## Task goal
Your answer should reproduce every line of the material in which the word "index" occurs.
= = = = =
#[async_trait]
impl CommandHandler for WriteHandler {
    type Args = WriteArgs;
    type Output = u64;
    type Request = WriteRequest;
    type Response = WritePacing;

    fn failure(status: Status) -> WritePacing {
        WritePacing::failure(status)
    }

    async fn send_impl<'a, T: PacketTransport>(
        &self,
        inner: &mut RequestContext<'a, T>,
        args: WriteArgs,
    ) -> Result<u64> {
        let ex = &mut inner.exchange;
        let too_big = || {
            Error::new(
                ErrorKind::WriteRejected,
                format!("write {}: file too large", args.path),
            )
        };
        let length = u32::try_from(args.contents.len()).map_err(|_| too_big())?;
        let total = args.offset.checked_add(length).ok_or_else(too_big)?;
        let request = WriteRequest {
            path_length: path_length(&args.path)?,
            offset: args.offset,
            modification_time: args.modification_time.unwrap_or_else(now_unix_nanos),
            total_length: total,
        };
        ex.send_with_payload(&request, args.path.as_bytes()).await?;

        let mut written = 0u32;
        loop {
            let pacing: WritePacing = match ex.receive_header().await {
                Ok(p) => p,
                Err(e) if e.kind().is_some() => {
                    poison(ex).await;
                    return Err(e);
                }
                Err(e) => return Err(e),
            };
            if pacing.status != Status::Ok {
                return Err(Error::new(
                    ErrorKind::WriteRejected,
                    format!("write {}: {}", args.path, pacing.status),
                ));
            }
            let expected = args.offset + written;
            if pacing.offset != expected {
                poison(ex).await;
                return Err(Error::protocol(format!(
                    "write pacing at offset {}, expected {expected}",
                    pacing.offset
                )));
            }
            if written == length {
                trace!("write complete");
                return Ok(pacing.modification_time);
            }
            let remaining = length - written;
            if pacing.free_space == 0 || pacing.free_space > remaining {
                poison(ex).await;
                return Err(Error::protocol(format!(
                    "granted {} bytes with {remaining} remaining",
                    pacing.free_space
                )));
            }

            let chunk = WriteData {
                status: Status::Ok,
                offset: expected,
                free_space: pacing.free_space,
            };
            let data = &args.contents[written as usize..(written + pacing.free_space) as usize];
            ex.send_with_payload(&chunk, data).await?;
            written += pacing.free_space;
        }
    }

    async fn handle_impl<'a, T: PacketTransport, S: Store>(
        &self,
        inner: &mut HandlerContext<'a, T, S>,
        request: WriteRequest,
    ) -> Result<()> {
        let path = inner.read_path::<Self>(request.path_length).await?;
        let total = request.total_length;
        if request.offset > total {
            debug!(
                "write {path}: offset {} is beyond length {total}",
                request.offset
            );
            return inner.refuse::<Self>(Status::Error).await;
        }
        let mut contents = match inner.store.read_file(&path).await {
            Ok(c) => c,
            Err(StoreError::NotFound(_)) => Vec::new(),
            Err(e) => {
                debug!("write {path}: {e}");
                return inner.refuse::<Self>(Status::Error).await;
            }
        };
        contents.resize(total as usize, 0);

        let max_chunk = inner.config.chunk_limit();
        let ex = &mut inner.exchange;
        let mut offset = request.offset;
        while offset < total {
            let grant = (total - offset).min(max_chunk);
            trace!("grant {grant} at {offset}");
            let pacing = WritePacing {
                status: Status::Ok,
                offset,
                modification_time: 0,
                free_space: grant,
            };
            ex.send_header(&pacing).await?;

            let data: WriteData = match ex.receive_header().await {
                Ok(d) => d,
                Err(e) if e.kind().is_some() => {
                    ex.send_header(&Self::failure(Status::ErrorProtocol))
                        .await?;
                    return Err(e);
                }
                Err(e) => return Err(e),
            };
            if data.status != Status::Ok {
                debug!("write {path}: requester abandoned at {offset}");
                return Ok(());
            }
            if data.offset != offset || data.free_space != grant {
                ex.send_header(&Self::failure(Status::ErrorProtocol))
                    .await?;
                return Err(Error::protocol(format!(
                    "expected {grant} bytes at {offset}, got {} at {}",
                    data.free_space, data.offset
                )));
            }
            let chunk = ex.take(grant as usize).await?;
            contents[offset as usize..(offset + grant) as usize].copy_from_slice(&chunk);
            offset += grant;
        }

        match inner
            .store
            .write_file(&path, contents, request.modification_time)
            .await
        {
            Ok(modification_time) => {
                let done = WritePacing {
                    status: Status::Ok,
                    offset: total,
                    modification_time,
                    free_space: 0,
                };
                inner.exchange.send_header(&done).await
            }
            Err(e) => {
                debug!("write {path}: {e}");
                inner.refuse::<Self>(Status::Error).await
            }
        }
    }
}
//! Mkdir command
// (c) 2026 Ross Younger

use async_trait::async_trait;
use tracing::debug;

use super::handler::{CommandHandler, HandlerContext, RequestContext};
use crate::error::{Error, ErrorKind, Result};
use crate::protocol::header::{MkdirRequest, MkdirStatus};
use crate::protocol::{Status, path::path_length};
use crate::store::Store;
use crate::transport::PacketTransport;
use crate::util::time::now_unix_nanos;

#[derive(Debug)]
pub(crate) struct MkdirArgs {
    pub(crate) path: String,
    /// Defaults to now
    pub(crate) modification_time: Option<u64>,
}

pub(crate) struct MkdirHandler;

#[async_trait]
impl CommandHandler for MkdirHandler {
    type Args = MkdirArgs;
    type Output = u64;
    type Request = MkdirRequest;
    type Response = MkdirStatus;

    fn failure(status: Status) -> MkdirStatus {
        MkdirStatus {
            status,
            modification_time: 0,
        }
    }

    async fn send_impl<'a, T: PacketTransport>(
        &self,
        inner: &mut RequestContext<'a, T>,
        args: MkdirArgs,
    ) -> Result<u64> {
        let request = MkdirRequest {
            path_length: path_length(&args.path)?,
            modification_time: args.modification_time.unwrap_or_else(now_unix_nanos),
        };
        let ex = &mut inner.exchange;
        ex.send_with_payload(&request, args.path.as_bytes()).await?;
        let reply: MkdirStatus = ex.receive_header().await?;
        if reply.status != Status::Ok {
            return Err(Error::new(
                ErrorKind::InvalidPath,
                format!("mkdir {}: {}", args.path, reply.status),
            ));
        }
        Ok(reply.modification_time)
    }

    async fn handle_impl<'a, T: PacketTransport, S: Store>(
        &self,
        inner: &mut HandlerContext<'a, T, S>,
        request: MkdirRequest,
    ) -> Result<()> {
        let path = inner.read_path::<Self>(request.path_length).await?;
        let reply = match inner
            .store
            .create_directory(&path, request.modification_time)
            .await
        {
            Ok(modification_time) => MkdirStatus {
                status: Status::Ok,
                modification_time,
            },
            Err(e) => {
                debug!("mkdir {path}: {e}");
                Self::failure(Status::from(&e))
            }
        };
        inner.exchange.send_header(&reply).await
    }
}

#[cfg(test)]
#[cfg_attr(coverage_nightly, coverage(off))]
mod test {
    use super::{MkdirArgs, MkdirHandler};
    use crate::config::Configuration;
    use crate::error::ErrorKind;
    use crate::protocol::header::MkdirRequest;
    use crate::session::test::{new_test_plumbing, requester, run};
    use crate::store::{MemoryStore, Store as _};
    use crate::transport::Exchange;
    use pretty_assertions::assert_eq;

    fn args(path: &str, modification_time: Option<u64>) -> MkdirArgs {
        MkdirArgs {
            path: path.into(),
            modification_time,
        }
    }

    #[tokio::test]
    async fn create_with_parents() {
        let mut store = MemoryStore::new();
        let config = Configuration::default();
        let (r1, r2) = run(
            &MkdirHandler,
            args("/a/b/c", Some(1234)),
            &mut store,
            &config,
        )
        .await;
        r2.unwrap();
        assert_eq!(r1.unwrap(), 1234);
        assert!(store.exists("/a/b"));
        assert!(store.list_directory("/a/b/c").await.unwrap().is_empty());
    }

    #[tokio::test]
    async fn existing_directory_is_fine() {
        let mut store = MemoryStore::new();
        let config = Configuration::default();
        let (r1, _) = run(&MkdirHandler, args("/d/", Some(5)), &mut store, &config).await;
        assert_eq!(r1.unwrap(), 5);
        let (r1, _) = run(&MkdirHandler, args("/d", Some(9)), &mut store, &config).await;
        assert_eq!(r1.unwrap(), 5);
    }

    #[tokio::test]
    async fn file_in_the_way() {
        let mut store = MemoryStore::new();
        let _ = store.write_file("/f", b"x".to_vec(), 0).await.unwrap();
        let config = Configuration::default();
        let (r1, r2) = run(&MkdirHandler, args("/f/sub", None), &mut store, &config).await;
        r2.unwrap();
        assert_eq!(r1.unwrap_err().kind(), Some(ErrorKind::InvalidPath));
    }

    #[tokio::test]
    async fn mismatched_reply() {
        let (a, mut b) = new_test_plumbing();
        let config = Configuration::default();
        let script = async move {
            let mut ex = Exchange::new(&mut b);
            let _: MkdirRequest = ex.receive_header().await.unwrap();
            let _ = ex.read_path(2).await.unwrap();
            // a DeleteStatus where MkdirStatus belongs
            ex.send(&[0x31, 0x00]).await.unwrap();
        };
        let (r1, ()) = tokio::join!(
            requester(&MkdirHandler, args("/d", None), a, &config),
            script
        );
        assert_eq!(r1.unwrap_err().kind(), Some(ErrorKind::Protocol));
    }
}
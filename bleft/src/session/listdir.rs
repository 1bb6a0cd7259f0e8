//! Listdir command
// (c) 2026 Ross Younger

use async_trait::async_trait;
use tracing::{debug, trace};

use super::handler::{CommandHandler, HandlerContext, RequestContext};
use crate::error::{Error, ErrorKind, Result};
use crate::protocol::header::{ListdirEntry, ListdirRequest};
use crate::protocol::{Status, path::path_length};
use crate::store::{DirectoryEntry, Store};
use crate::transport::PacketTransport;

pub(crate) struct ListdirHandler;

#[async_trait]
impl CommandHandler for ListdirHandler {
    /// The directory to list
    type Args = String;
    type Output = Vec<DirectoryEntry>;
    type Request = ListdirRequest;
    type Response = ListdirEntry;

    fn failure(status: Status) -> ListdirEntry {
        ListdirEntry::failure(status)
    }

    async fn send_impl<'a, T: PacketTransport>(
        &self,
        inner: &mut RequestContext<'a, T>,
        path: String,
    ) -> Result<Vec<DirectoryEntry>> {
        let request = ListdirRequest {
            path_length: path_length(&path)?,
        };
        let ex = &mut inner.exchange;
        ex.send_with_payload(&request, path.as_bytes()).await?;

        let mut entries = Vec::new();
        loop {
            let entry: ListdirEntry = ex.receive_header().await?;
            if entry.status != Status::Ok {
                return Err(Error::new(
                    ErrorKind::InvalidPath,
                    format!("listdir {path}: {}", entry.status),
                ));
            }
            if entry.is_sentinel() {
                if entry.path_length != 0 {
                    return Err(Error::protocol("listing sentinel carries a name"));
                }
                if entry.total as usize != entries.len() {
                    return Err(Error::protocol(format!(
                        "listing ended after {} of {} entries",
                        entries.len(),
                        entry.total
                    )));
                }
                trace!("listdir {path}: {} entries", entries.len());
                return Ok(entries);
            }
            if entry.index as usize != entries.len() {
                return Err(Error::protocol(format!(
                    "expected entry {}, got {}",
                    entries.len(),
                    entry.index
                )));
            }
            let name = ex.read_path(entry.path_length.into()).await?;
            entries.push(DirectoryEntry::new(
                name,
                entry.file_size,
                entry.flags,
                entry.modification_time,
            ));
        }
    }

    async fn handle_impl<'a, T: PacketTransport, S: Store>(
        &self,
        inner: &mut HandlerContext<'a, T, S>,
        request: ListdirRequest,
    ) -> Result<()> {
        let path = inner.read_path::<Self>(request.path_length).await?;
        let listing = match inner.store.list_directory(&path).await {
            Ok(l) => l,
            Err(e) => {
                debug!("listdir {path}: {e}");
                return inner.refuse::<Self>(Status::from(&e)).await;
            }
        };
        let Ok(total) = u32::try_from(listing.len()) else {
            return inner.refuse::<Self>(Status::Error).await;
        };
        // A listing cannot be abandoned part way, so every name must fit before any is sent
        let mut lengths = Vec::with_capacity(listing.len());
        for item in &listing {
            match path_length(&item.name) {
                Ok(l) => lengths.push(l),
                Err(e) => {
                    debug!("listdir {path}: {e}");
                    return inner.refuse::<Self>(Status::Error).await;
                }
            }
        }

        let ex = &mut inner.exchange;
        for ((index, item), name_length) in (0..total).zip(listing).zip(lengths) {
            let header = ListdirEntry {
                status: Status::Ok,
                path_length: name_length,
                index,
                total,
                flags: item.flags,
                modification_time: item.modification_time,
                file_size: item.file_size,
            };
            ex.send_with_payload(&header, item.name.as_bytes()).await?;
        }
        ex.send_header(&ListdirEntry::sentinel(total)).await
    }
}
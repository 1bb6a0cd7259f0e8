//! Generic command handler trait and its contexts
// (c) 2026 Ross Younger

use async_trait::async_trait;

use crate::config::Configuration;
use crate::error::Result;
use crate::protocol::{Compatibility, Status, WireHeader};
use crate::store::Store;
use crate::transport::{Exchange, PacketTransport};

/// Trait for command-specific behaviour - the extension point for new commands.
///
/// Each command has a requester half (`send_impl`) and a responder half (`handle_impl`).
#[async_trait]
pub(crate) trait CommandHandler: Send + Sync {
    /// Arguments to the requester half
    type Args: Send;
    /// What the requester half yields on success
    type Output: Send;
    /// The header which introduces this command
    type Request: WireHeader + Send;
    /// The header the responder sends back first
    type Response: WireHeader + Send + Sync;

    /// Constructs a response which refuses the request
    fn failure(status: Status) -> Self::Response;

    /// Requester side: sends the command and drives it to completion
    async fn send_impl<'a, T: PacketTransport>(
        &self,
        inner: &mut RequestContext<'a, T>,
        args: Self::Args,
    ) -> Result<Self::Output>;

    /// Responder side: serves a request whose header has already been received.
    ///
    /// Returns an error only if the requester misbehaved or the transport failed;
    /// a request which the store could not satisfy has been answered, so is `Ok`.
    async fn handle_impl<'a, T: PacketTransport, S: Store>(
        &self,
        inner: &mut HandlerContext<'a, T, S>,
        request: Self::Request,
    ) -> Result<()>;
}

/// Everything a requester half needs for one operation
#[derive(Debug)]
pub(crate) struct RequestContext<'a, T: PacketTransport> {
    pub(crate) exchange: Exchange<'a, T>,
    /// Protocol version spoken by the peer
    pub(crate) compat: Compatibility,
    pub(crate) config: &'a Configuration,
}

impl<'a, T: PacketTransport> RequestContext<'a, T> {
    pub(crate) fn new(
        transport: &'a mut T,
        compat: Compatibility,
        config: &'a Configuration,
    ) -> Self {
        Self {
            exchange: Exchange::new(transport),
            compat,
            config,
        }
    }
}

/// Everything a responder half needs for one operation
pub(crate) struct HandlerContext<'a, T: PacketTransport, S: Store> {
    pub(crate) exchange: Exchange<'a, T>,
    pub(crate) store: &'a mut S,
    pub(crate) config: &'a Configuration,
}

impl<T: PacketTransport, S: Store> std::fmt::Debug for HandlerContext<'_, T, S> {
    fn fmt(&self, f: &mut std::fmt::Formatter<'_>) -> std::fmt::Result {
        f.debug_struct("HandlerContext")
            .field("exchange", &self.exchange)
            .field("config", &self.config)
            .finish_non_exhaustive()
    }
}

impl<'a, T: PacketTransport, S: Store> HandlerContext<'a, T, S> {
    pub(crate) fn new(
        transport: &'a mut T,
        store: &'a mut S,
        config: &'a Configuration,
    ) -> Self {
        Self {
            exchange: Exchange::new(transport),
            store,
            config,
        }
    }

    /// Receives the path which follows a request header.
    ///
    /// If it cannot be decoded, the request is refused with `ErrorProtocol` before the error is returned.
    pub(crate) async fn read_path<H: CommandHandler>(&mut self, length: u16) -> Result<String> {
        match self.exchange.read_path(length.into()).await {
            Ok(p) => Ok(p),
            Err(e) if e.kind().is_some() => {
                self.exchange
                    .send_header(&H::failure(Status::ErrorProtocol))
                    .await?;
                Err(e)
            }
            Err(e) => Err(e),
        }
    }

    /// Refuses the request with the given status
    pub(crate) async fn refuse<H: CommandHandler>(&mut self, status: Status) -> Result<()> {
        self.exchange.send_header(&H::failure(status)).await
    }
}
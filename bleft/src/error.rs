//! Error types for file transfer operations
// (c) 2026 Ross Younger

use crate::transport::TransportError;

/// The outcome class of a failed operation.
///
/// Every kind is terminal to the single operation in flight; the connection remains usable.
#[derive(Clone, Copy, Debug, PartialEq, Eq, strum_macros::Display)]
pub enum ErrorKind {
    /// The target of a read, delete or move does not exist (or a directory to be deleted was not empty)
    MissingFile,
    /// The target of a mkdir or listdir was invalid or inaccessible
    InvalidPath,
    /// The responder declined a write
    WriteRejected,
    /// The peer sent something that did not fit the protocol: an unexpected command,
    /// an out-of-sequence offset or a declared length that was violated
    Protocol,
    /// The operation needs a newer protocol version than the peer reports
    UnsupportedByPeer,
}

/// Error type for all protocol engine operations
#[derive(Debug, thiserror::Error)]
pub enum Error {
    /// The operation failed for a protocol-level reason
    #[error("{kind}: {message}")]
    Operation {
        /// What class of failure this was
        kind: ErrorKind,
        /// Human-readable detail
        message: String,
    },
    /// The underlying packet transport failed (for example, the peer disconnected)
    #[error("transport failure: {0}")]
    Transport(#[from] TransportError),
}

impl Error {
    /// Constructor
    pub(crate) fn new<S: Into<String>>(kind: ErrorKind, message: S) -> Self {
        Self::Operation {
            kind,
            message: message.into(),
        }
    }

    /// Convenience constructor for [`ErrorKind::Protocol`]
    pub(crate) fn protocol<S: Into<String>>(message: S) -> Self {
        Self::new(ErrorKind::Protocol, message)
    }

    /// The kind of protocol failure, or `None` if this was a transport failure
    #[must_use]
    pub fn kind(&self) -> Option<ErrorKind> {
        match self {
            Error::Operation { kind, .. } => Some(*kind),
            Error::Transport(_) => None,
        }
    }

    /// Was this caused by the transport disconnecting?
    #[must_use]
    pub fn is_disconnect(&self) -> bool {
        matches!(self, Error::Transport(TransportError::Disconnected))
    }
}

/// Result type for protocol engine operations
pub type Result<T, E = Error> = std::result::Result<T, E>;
= = = = =
## Solution
            if entry.index as usize != entries.len() {
                    entry.index
        for ((index, item), name_length) in (0..total).zip(listing).zip(lengths) {
                index,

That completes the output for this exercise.